Now the time has come to once again take stock of where we stand, and the news is still largely good.
Last week we saw Phogat take to the mat again after a year in which she contracted Covid-19, stopped training for three months, then began training with baby steps overseen by her Hungarian coach via online sessions. She shifted to Europe in November and stepped into high-intensity mode again. And last week, at a European event, she scythed through the field (which included the 2017 world champion) with a devastating show of power and skill, including a takedown so spectacular that it’s usually seen in show-wrestling. In the semi-final, she ducked under her incoming opponent, shifted her weight from left to right (thus throwing her rival off-balance), drove in with her shoulder, picked her opponent off the ground and slammed her back into the mat. She is all right.

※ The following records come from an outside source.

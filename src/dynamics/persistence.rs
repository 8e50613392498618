//! Save and restore the trained parameters with [`bincode`].

use std::io::{Read, Write};

use serde::{de::DeserializeOwned, Deserialize, Serialize};

use super::{Dynamics, DynamicsConfig, StepSizes};
use crate::coupling::{CouplingFunction, CouplingNetworks};
use crate::error::{ConfigError, PersistError};
use crate::mask::MaskSet;
use crate::potential::Potential;

/// Everything that defines a [`Dynamics`] apart from its potential.
#[derive(Clone, Debug, PartialEq, Serialize, Deserialize)]
pub struct DynamicsParameters<C> {
    config: DynamicsConfig,
    step_sizes: StepSizes,
    masks: MaskSet,
    networks: CouplingNetworks<C>,
}

/// Borrowed [`DynamicsParameters`], serialized identically.
#[derive(Serialize)]
struct ParametersRef<'a, C> {
    config: &'a DynamicsConfig,
    step_sizes: &'a StepSizes,
    masks: &'a MaskSet,
    networks: &'a CouplingNetworks<C>,
}

impl<C> DynamicsParameters<C> {
    getter!(
        /// The configuration.
        pub const,
        config,
        DynamicsConfig
    );

    getter!(
        /// The step sizes.
        pub const,
        step_sizes,
        StepSizes
    );

    getter!(
        /// The masks.
        pub const,
        masks,
        MaskSet
    );

    getter!(
        /// The coupling networks.
        pub const,
        networks,
        CouplingNetworks<C>
    );

    /// Check that the parameters are consistent with the configuration, network parameter
    /// shapes included.
    ///
    /// # Errors
    /// Returns a [`ConfigError`] if they are not.
    pub fn validate(&self) -> Result<(), ConfigError>
    where
        C: CouplingFunction,
    {
        self.config.validate()?;
        self.networks.check(&self.config)?;
        self.masks.check(self.config.xdim(), self.config.nleapfrog())?;
        self.step_sizes.check(self.config.nleapfrog())
    }

    /// Write the parameters to `writer`.
    ///
    /// # Errors
    /// Returns an error if the writer fails or if the serialization fails.
    pub fn save<W: Write>(&self, writer: W) -> Result<(), PersistError>
    where
        C: Serialize,
    {
        bincode::serialize_into(writer, self)?;
        Ok(())
    }

    /// Read parameters from `reader` and validate them.
    ///
    /// # Errors
    /// Returns an error if the reader fails, if the data is not valid or if the parameters are
    /// not consistent with their configuration.
    pub fn load<Rd: Read>(reader: Rd) -> Result<Self, PersistError>
    where
        C: CouplingFunction + DeserializeOwned,
    {
        let parameters: Self = bincode::deserialize_from(reader)?;
        parameters.validate()?;
        Ok(parameters)
    }
}

impl<P, C> Dynamics<P, C>
where
    P: Potential,
    C: CouplingFunction,
{
    /// Copy of the parameters of the dynamics.
    #[must_use]
    pub fn parameters(&self) -> DynamicsParameters<C>
    where
        C: Clone,
    {
        DynamicsParameters {
            config: self.config.clone(),
            step_sizes: self.step_sizes.clone(),
            masks: self.masks.clone(),
            networks: self.networks.clone(),
        }
    }

    /// Rebuild the dynamics from its parameters.
    ///
    /// # Errors
    /// Returns a [`ConfigError`] if the parameters are inconsistent.
    pub fn from_parameters(parameters: DynamicsParameters<C>, potential: P) -> Result<Self, ConfigError> {
        Self::from_parts(
            parameters.config,
            potential,
            parameters.networks,
            parameters.masks,
            parameters.step_sizes,
        )
    }

    /// Write the configuration, the step sizes, the masks and the networks to `writer`.
    ///
    /// # Errors
    /// Returns an error if the writer fails or if the serialization fails.
    ///
    /// # Example
    /// ```
    /// # use std::error::Error;
    /// #
    /// # fn main() -> Result<(), Box<dyn Error>> {
    /// use lattice_l2hmc::coupling::{AffineCoupling, CouplingNetworks};
    /// use lattice_l2hmc::dynamics::{Dynamics, DynamicsConfig};
    /// use lattice_l2hmc::group::GroupKind;
    /// use lattice_l2hmc::potential::Harmonic;
    /// use rand::SeedableRng;
    ///
    /// let mut rng = rand::rngs::StdRng::seed_from_u64(0); // change with your seed
    /// let config = DynamicsConfig::new(GroupKind::Euclidean, 6, 2, 0.1_f64)?;
    /// let networks = CouplingNetworks::build(&config, |_| AffineCoupling::zeros(6, 6, 6));
    /// let dynamics = Dynamics::new(config, Harmonic::new(1_f64), networks, &mut rng)?;
    ///
    /// let mut buffer = Vec::new();
    /// dynamics.save_parameters(&mut buffer)?;
    /// let restored = Dynamics::<_, AffineCoupling>::load_parameters(&buffer[..], Harmonic::new(1_f64))?;
    /// assert_eq!(restored.masks(), dynamics.masks());
    /// assert_eq!(restored.networks(), dynamics.networks());
    /// #     Ok(())
    /// # }
    /// ```
    pub fn save_parameters<W: Write>(&self, writer: W) -> Result<(), PersistError>
    where
        C: Serialize,
    {
        let parameters = ParametersRef {
            config: &self.config,
            step_sizes: &self.step_sizes,
            masks: &self.masks,
            networks: &self.networks,
        };
        bincode::serialize_into(writer, &parameters)?;
        log::info!(
            "saved parameters of {} leapfrog steps and {} networks",
            self.config.nleapfrog(),
            self.networks.len()
        );
        Ok(())
    }

    /// Read parameters written by [`Dynamics::save_parameters`] and rebuild the dynamics.
    ///
    /// # Errors
    /// Returns an error if the reader fails, if the data is not valid or if the parameters are
    /// inconsistent.
    pub fn load_parameters<Rd: Read>(reader: Rd, potential: P) -> Result<Self, PersistError>
    where
        C: DeserializeOwned,
    {
        let parameters = DynamicsParameters::load(reader)?;
        log::info!(
            "loaded parameters of {} leapfrog steps",
            parameters.config.nleapfrog()
        );
        Ok(Self::from_parameters(parameters, potential)?)
    }
}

We don’t know where Punia stands, though he managed to escape the chaos and apathy of the Indian sporting system early on and has been training with his personal coach in Michigan for the last few months.
The three women shooters — Apurvi Chandela, Anjum Moudgil and Elavenil Valarivan — are still at it, with one change. Valarivan, 21 and the youngest of the three, has toppled Chandela from the top spot. When domestic shooting competitions restarted after a year’s gap in January, Valarivan blew the field away with a score higher even than Chandela’s existing world record (scores at domestic competitions are not considered for world records). The shooters are all right too.
Meanwhile, the entire boxing contingent has managed to hold on to form and fitness. Nine Indian boxers, men and women, qualified for Tokyo 2020, and they were the first Olympic athletes in India to resume training together, with their coaches, all in one place. They were also the first team to get back into international competition, fighting in a series of events in France and Italy between October and December.
In stark contrast, Chopra has yet to resume competition and is becoming desperate. The domestic track and field calendar is still in disarray. Chopra last threw at an event in South Africa in January 2020, after spending a year away following an elbow injury. He immediately hit the Olympic qualifier mark. Since then, nothing. In the time he’s lost to the total lack of opportunity, the world’s top javelin thrower, Germany’s Johannes Vetter, has participated in eight events.
“It is very important to get high-intensity competition against the top throwers of the world before the Olympics. I need to play in at least six international competitions before Tokyo,” Chopra told HT recently. “I also need to make time for recovery and training between those events.”
Chopra hopes to return to the European circuit this month. We will know then where he stands.